La iniciativa de reforma aprobada por la Cámara de Diputados, prevé un plazo de tan solo cuatro años para eliminar progresivamente el uso y comercialización de los plaguicidas. Su alcance pernicioso, además de afectar la producción agropecuaria, tendría una incidencia notable en el incremento de las tasas de mortalidad de la población, pues en el agregado a una fracción del artículo tercero de la Ley General de Equilibrio Ecológico, define como plaguicida “cualquier sustancia o mezcla de sustancias que se destine a controlar cualquier plaga, incluidos los vectores que trasmiten las enfermedades humanas y de animales…”. Una forma de darle la bienvenida al repunte de muertes por paludismo, dengue, zika y otros padecimientos que tienen como vectores a los mosquitos.
Entregarle la suerte del sector agropecuario a la voracidad de los mercados internacionales y darle lugar a las políticas de un ecologismo más ideológico que científico, representa una especie de armisticio del presidente Andrés Manuel López Obrador, a los intereses supranacionales interesados en reducir la producción de alimentos y la población de México.

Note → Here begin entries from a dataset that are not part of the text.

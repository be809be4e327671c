//! Background distributions over derivations, used as NCE negatives.

use rand::distributions::{Distribution, WeightedIndex};
use rand::seq::SliceRandom;
use rand::{Rng, SeedableRng};
use rand_chacha::ChaCha8Rng;

use crate::derivation::{non_null_positions, Derivation};
use crate::features::SuffixVocabulary;
use crate::settings::settings;
use crate::table::TranslationTable;

/// Draws derivations independently of the trainable weights.
pub trait NoiseModel {
    fn sample(&mut self, source: &[String]) -> Derivation;

    fn sample_n(&mut self, source: &[String], n: usize) -> Vec<Derivation> {
        (0..n).map(|_| self.sample(source)).collect()
    }
}

/// Per-word independent choices from the forward table.
///
/// A word is null with probability `null_probability` (always, when it has no
/// translations); otherwise its translation is drawn in proportion to
/// `exp(forward score)`. Placed words get a uniformly drawn known suffix and
/// a uniformly shuffled order. At least one word is placed whenever any word
/// can be.
pub struct UnigramNoise<'a> {
    table: &'a dyn TranslationTable,
    suffixes: Vec<String>,
    null_probability: f64,
    rng: ChaCha8Rng,
}

impl<'a> UnigramNoise<'a> {
    pub fn new(table: &'a dyn TranslationTable, suffixes: &SuffixVocabulary) -> Self {
        let s = &settings().noise;
        Self {
            table,
            suffixes: suffixes.iter().map(str::to_string).collect(),
            null_probability: s.null_probability,
            rng: ChaCha8Rng::seed_from_u64(s.seed),
        }
    }

    pub fn with_seed(mut self, seed: u64) -> Self {
        self.rng = ChaCha8Rng::seed_from_u64(seed);
        self
    }

    pub fn with_null_probability(mut self, p: f64) -> Self {
        self.null_probability = p.clamp(0.0, 1.0);
        self
    }
}

impl NoiseModel for UnigramNoise<'_> {
    fn sample(&mut self, source: &[String]) -> Derivation {
        let table = self.table;
        let options: Vec<Vec<(&str, f64)>> = source
            .iter()
            .map(|word| {
                table
                    .translations(word)
                    .into_iter()
                    .filter(|(t, _)| !t.is_empty())
                    .collect()
            })
            .collect();

        let mut translations = vec![String::new(); source.len()];
        for (i, choices) in options.iter().enumerate() {
            if choices.is_empty() || self.rng.gen_bool(self.null_probability) {
                continue;
            }
            translations[i] = draw(&mut self.rng, choices);
        }

        if translations.iter().all(String::is_empty) {
            let translatable: Vec<usize> = (0..source.len())
                .filter(|&i| !options[i].is_empty())
                .collect();
            if let Some(&i) = translatable.choose(&mut self.rng) {
                translations[i] = draw(&mut self.rng, &options[i]);
            }
        }

        let mut permutation = non_null_positions(&translations);
        let mut suffixes = vec![String::new(); source.len()];
        for &i in &permutation {
            if let Some(suffix) = self.suffixes.choose(&mut self.rng) {
                suffixes[i] = suffix.clone();
            }
        }
        permutation.shuffle(&mut self.rng);

        Derivation::new(translations, suffixes, permutation)
    }
}

/// A target drawn in proportion to `exp(score)`.
fn draw(rng: &mut ChaCha8Rng, choices: &[(&str, f64)]) -> String {
    let max = choices
        .iter()
        .map(|&(_, s)| s)
        .fold(f64::NEG_INFINITY, f64::max);
    let weights: Vec<f64> = choices.iter().map(|&(_, s)| (s - max).exp()).collect();
    let i = match WeightedIndex::new(&weights) {
        Ok(dist) => dist.sample(rng),
        Err(_) => rng.gen_range(0..choices.len()),
    };
    choices[i].0.to_string()
}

Los productores agropecuarios del país, en especial aquellos involucrados en la producción de granos básicos, tienen la responsabilidad de comunicarle a los consumidores (la población en general), que lo que está en cuestión no es un conflicto de intereses entre productores y consumidores.
Lo que se requiere es proteger al sector primario, con muchos de los instrumentos de política económica puestos en práctica desde principios de los años veinte del siglo pasado, hasta 1982, cuando México tuvo una tasa constante de crecimiento económico en el sector agropecuario del 6 por ciento anual y redujo sustantivamente la dependencia en la importación de alimentos. Esos instrumentos no son cosas del pasado, son los principios que funcionan aquí y literalmente en China.